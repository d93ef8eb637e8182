//! Shared configuration for tileglow
//!
//! This crate provides the single source of truth for the icon size table,
//! the asset-catalog constants written into `Contents.json`, and the
//! generator settings shared by the library crates and the CLI.

use std::fmt;
use std::path::{Path, PathBuf};

use serde::{Deserialize, Serialize};
use thiserror::Error;

/// Default output directory, relative to the working directory
pub const DEFAULT_OUTPUT_DIR: &str = "tile_3/Assets.xcassets/AppIcon.appiconset";

/// File name of the asset-catalog manifest
pub const MANIFEST_FILE_NAME: &str = "Contents.json";

/// Platform idiom written for every manifest entry
pub const MANIFEST_IDIOM: &str = "mac";

/// Author tag in the manifest `info` block
pub const MANIFEST_AUTHOR: &str = "xcode";

/// Manifest format version
pub const MANIFEST_VERSION: u32 = 1;

/// Pixel density of an icon image
#[derive(Debug, Clone, Copy, PartialEq, Eq, Hash, Serialize, Deserialize)]
pub enum Scale {
    #[serde(rename = "1x")]
    X1,
    #[serde(rename = "2x")]
    X2,
}

impl Scale {
    /// Tag as written in the manifest ("1x" / "2x")
    pub fn as_str(self) -> &'static str {
        match self {
            Scale::X1 => "1x",
            Scale::X2 => "2x",
        }
    }

    /// Pixels per logical point
    pub fn factor(self) -> u32 {
        match self {
            Scale::X1 => 1,
            Scale::X2 => 2,
        }
    }
}

impl fmt::Display for Scale {
    fn fmt(&self, f: &mut fmt::Formatter<'_>) -> fmt::Result {
        f.write_str(self.as_str())
    }
}

/// One entry of the icon size table
#[derive(Debug, Clone, Copy, PartialEq, Eq)]
pub struct SizeSpec {
    /// Width and height of the image in pixels
    pub pixel_size: u32,
    /// Density the image is rendered for
    pub scale: Scale,
    /// Output file name inside the iconset directory
    pub file_name: &'static str,
}

impl SizeSpec {
    pub const fn new(pixel_size: u32, scale: Scale, file_name: &'static str) -> Self {
        Self {
            pixel_size,
            scale,
            file_name,
        }
    }

    /// Size in points, i.e. the pixel size divided by the scale factor
    pub fn logical_size(&self) -> u32 {
        self.pixel_size / self.scale.factor()
    }
}

/// All images required by a macOS `AppIcon.appiconset`, in catalog order
pub const ICON_SIZES: [SizeSpec; 10] = [
    SizeSpec::new(16, Scale::X1, "icon_16x16.png"),
    SizeSpec::new(32, Scale::X2, "icon_16x16@2x.png"),
    SizeSpec::new(32, Scale::X1, "icon_32x32.png"),
    SizeSpec::new(64, Scale::X2, "icon_32x32@2x.png"),
    SizeSpec::new(128, Scale::X1, "icon_128x128.png"),
    SizeSpec::new(256, Scale::X2, "icon_128x128@2x.png"),
    SizeSpec::new(256, Scale::X1, "icon_256x256.png"),
    SizeSpec::new(512, Scale::X2, "icon_256x256@2x.png"),
    SizeSpec::new(512, Scale::X1, "icon_512x512.png"),
    SizeSpec::new(1024, Scale::X2, "icon_512x512@2x.png"),
];

/// How the outer glow around the content border is produced
#[derive(Debug, Clone, Copy, PartialEq, Eq, Default, Serialize, Deserialize)]
#[serde(rename_all = "lowercase")]
pub enum GlowStyle {
    /// Nested translucent outlines drawn straight onto the canvas
    #[default]
    Layered,
    /// The same outlines on a separate layer, Gaussian-blurred and composited underneath
    Blur,
}

impl GlowStyle {
    /// Parse from a CLI / config string
    pub fn parse(value: &str) -> Option<Self> {
        match value.to_ascii_lowercase().as_str() {
            "layered" => Some(Self::Layered),
            "blur" => Some(Self::Blur),
            _ => None,
        }
    }
}

#[derive(Debug, Error)]
pub enum ConfigError {
    #[error("Failed to read config {path}: {source}")]
    Read {
        path: PathBuf,
        #[source]
        source: std::io::Error,
    },
    #[error("Invalid config: {0}")]
    Parse(#[from] toml::de::Error),
}

/// Settings for one generator run
#[derive(Debug, Clone, PartialEq, Eq, Serialize, Deserialize)]
#[serde(default)]
pub struct GeneratorConfig {
    /// Directory the PNGs and manifest are written into
    pub output_dir: PathBuf,
    /// Glow rendering style
    pub glow: GlowStyle,
    /// Render sizes on the rayon pool instead of sequentially
    pub parallel: bool,
}

impl Default for GeneratorConfig {
    fn default() -> Self {
        Self {
            output_dir: PathBuf::from(DEFAULT_OUTPUT_DIR),
            glow: GlowStyle::default(),
            parallel: false,
        }
    }
}

impl GeneratorConfig {
    /// Create a config writing into `output_dir` with default settings
    pub fn new(output_dir: impl Into<PathBuf>) -> Self {
        Self {
            output_dir: output_dir.into(),
            ..Self::default()
        }
    }

    /// Parse a TOML document; missing keys fall back to defaults
    pub fn from_toml_str(text: &str) -> Result<Self, ConfigError> {
        Ok(toml::from_str(text)?)
    }

    /// Load a TOML config file
    pub fn load(path: &Path) -> Result<Self, ConfigError> {
        let text = std::fs::read_to_string(path).map_err(|source| ConfigError::Read {
            path: path.to_path_buf(),
            source,
        })?;
        Self::from_toml_str(&text)
    }

    /// Path of the manifest inside the output directory
    pub fn manifest_path(&self) -> PathBuf {
        self.output_dir.join(MANIFEST_FILE_NAME)
    }
}
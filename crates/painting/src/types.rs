/// 8-bit straight-alpha RGBA color
///
/// Layout matches an `image::Rgba<u8>` pixel so a canvas can be handed to the
/// encoder as raw bytes with bytemuck.
#[derive(
    Debug, Clone, Copy, PartialEq, Eq, Hash, Default, bytemuck::Pod, bytemuck::Zeroable,
)]
#[repr(C)]
pub struct Color {
    pub r: u8,
    pub g: u8,
    pub b: u8,
    pub a: u8,
}

impl Color {
    pub const TRANSPARENT: Color = Color::rgba(0, 0, 0, 0);

    /// Opaque color
    pub const fn rgb(r: u8, g: u8, b: u8) -> Self {
        Self { r, g, b, a: 255 }
    }

    pub const fn rgba(r: u8, g: u8, b: u8, a: u8) -> Self {
        Self { r, g, b, a }
    }

    /// Same color with a different alpha
    pub const fn with_alpha(self, a: u8) -> Self {
        Self { a, ..self }
    }

    pub const fn to_array(self) -> [u8; 4] {
        [self.r, self.g, self.b, self.a]
    }

    /// Composite `self` over `dst` (Porter-Duff source-over, straight alpha)
    #[inline]
    pub fn over(self, dst: Color) -> Color {
        if self.a == 255 || dst.a == 0 {
            return self;
        }
        if self.a == 0 {
            return dst;
        }

        let src_a = self.a as f32 / 255.0;
        let dst_a = dst.a as f32 / 255.0;
        let dst_weight = dst_a * (1.0 - src_a);
        let out_a = src_a + dst_weight;

        let channel = |s: u8, d: u8| -> u8 {
            let value = (s as f32 * src_a + d as f32 * dst_weight) / out_a;
            value.round().clamp(0.0, 255.0) as u8
        };

        Color {
            r: channel(self.r, dst.r),
            g: channel(self.g, dst.g),
            b: channel(self.b, dst.b),
            a: (out_a * 255.0).round().clamp(0.0, 255.0) as u8,
        }
    }
}

/// Integer pixel coordinate; may lie outside the canvas
#[derive(Debug, Clone, Copy, PartialEq, Eq, Hash, Default)]
pub struct Point {
    pub x: i32,
    pub y: i32,
}

impl Point {
    pub const fn new(x: i32, y: i32) -> Self {
        Self { x, y }
    }
}
//! tileglow - procedural neon macOS app-icon generator

use anyhow::{bail, Context, Result};
use clap::Parser;
use tileglow_config::ICON_SIZES;
use tileglow_iconset::{verify_iconset, write_iconset};
use tracing::info;

mod config;

use config::Args;

fn main() -> Result<()> {
    let args = Args::parse();

    let env_filter = tracing_subscriber::EnvFilter::try_from_default_env()
        .unwrap_or_else(|_| tracing_subscriber::EnvFilter::new(args.log_directive()));
    tracing_subscriber::fmt().with_env_filter(env_filter).init();

    let config = args.resolve().context("Failed to load configuration")?;

    if args.check {
        let report = verify_iconset(&config.output_dir, &ICON_SIZES)
            .with_context(|| format!("Failed to inspect {}", config.output_dir.display()))?;
        if !report.is_ok() {
            bail!(
                "Iconset at {} is incomplete: {} missing, {} unexpected, {} wrong size, manifest {}",
                config.output_dir.display(),
                report.missing.len(),
                report.unexpected.len(),
                report.wrong_size.len(),
                if report.manifest_matches { "ok" } else { "mismatched" }
            );
        }
        println!("Iconset at {} is complete", config.output_dir.display());
        return Ok(());
    }

    info!("Generating neon icon set ({:?} glow)", config.glow);
    let report = write_iconset(&config).context("Failed to generate icon set")?;

    for icon in &report.icons {
        println!(
            "Created {} ({}x{})",
            icon.spec.file_name, icon.spec.pixel_size, icon.spec.pixel_size
        );
    }
    println!("Created {}", report.manifest_path.display());
    println!("Done! Icons saved to {}", report.output_dir.display());
    Ok(())
}
use std::{fs::OpenOptions, io::Write, sync::Mutex};

use crate::trace::trace::TraceEvent;

/// Append-only JSONL sink for diagnostic events.
///
/// Logging failures degrade to stderr warnings; a logger that could not
/// open its file simply drops events.
pub struct TraceLogger {
    sink: Option<Mutex<std::fs::File>>,
}

impl TraceLogger {
    pub fn new(path: &str) -> Self {
        match OpenOptions::new().create(true).append(true).open(path) {
            Ok(file) => Self {
                sink: Some(Mutex::new(file)),
            },
            Err(e) => {
                eprintln!("Warning: could not open trace file '{}': {}", path, e);
                Self { sink: None }
            }
        }
    }

    /// A logger that drops every event. Keeps call sites unconditional.
    pub fn disabled() -> Self {
        Self { sink: None }
    }

    pub fn log(&self, event: &TraceEvent) {
        let Some(sink) = &self.sink else {
            return; // tracing disabled
        };

        let line = match serde_json::to_string(event) {
            Ok(json) => json,
            Err(e) => {
                eprintln!("Warning: failed to serialize trace event: {}", e);
                return;
            }
        };

        match sink.lock() {
            Ok(mut file) => {
                if let Err(e) = writeln!(file, "{}", line) {
                    eprintln!("Warning: failed to write trace event: {}", e);
                }
            }
            Err(e) => eprintln!("Warning: trace logger lock poisoned: {}", e),
        }
    }
}
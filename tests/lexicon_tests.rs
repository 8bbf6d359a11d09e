use field_detection::classify::{
    classify_model::FieldRole,
    lexicon::Lexicon,
};
use field_detection::snapshot::node_model::InputKind;

// ============================================================================
// Text inference: priority order
// ============================================================================

#[test]
fn roles_match_in_strict_priority_order() {
    let lexicon = Lexicon::default();

    // Each text matches two roles; the higher-priority one must win.
    let cases = [
        ("login password", FieldRole::Password),
        ("login email", FieldRole::Username),
        ("email name", FieldRole::EmailAddress),
        ("name phone", FieldRole::PersonName),
    ];

    for (text, expected) in cases {
        assert_eq!(
            lexicon.infer_from_text(Some(text)),
            Some(expected),
            "'{}' must resolve to {:?}",
            text,
            expected
        );
    }
}

#[test]
fn username_is_not_misread_as_name() {
    // "username" contains "name"; the username rule is checked first.
    let lexicon = Lexicon::default();

    assert_eq!(
        lexicon.infer_from_text(Some("username")),
        Some(FieldRole::Username)
    );
}

#[test]
fn each_latin_token_set_matches() {
    let lexicon = Lexicon::default();

    assert_eq!(lexicon.infer_from_text(Some("Password")), Some(FieldRole::Password));
    assert_eq!(lexicon.infer_from_text(Some("login")), Some(FieldRole::Username));
    assert_eq!(lexicon.infer_from_text(Some("E-mail")), Some(FieldRole::EmailAddress));
    assert_eq!(lexicon.infer_from_text(Some("Full name")), Some(FieldRole::PersonName));
    assert_eq!(lexicon.infer_from_text(Some("phone number")), Some(FieldRole::PhoneNumber));
}

#[test]
fn each_cyrillic_token_set_matches() {
    let lexicon = Lexicon::default();

    assert_eq!(lexicon.infer_from_text(Some("Пароль")), Some(FieldRole::Password));
    assert_eq!(
        lexicon.infer_from_text(Some("Имя пользователя")),
        Some(FieldRole::Username),
        "The user stem outranks the name token"
    );
    assert_eq!(lexicon.infer_from_text(Some("Эл. почта")), Some(FieldRole::EmailAddress));
    assert_eq!(lexicon.infer_from_text(Some("Имя")), Some(FieldRole::PersonName));
    assert_eq!(lexicon.infer_from_text(Some("Телефон")), Some(FieldRole::PhoneNumber));
}

#[test]
fn uppercase_cyrillic_is_lowercased_before_matching() {
    let lexicon = Lexicon::default();

    assert_eq!(lexicon.infer_from_text(Some("ПАРОЛЬ")), Some(FieldRole::Password));
}

// ============================================================================
// Text inference: exclusions and misses
// ============================================================================

#[test]
fn absent_text_yields_nothing() {
    assert_eq!(Lexicon::default().infer_from_text(None), None);
}

#[test]
fn wrapper_tokens_exclude_everything() {
    let lexicon = Lexicon::default();

    for text in [
        "password label",
        "Label: password",
        "login_container",
        "container",
        "email-label",
    ] {
        assert_eq!(
            lexicon.infer_from_text(Some(text)),
            None,
            "'{}' names a wrapper, not a field",
            text
        );
    }
}

#[test]
fn unrelated_text_yields_nothing() {
    let lexicon = Lexicon::default();

    for text in ["Search", "Submit", "Комментарий", ""] {
        assert_eq!(lexicon.infer_from_text(Some(text)), None);
    }
}

// ============================================================================
// Lexicon extension
// ============================================================================

#[test]
fn extended_tokens_match_without_reordering() {
    let mut lexicon = Lexicon::default();
    lexicon.extend(
        FieldRole::Password,
        ["mot de passe".to_string(), "passwort".to_string()],
    );
    lexicon.extend(FieldRole::Username, ["benutzername".to_string()]);

    assert_eq!(
        lexicon.infer_from_text(Some("Mot de passe")),
        Some(FieldRole::Password)
    );
    assert_eq!(
        lexicon.infer_from_text(Some("Benutzername")),
        Some(FieldRole::Username)
    );

    // Both roles present: priority order still holds after extension.
    assert_eq!(
        lexicon.infer_from_text(Some("benutzername passwort")),
        Some(FieldRole::Password)
    );

    // Built-in tokens are unaffected.
    assert_eq!(lexicon.infer_from_text(Some("login")), Some(FieldRole::Username));
}

// ============================================================================
// Hint names and input kinds
// ============================================================================

#[test]
fn hint_names_map_case_insensitively() {
    assert_eq!(FieldRole::from_hint("password"), Some(FieldRole::Password));
    assert_eq!(FieldRole::from_hint("USERNAME"), Some(FieldRole::Username));
    assert_eq!(FieldRole::from_hint("emailAddress"), Some(FieldRole::EmailAddress));
    assert_eq!(FieldRole::from_hint("email"), Some(FieldRole::EmailAddress));
    assert_eq!(FieldRole::from_hint("Name"), Some(FieldRole::PersonName));
    assert_eq!(FieldRole::from_hint("phone"), Some(FieldRole::PhoneNumber));
}

#[test]
fn unknown_hint_names_map_to_nothing() {
    assert_eq!(FieldRole::from_hint("creditCardNumber"), None);
    assert_eq!(FieldRole::from_hint(""), None);

    // Trigger substrings are not hint names: hints are literal role names.
    assert_eq!(FieldRole::from_hint("login"), None);
}

#[test]
fn input_kind_matching_is_exact_not_substring() {
    assert!(InputKind::Password.is_password());
    assert!(InputKind::VisiblePassword.is_password());
    assert!(InputKind::WebPassword.is_password());
    assert!(!InputKind::Text.is_password());
    assert!(!InputKind::Number.is_password());

    assert!(InputKind::Email.is_email());
    assert!(InputKind::WebEmail.is_email());
    assert!(!InputKind::Text.is_email());
    assert!(!InputKind::Password.is_email());
}

#[test]
fn role_names_round_trip_through_hints() {
    for role in [
        FieldRole::Password,
        FieldRole::Username,
        FieldRole::EmailAddress,
        FieldRole::PersonName,
        FieldRole::PhoneNumber,
    ] {
        assert_eq!(
            FieldRole::from_hint(role.as_str()),
            Some(role),
            "literal role name '{}' must parse back",
            role.as_str()
        );
    }
}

○ ○ ○ ○

If a line comes after the one with "use thiserror::Error;", leave it out; reproduce exactly every line of the material from the first up to and including that one.

repository d93ef8eb637e8182
//! Shared configuration for tileglow
//!
//! This crate provides the single source of truth for the icon size table,
//! the asset-catalog constants written into `Contents.json`, and the
//! generator settings shared by the library crates and the CLI.

use std::fmt;
use std::path::{Path, PathBuf};

use serde::{Deserialize, Serialize};
use thiserror::Error;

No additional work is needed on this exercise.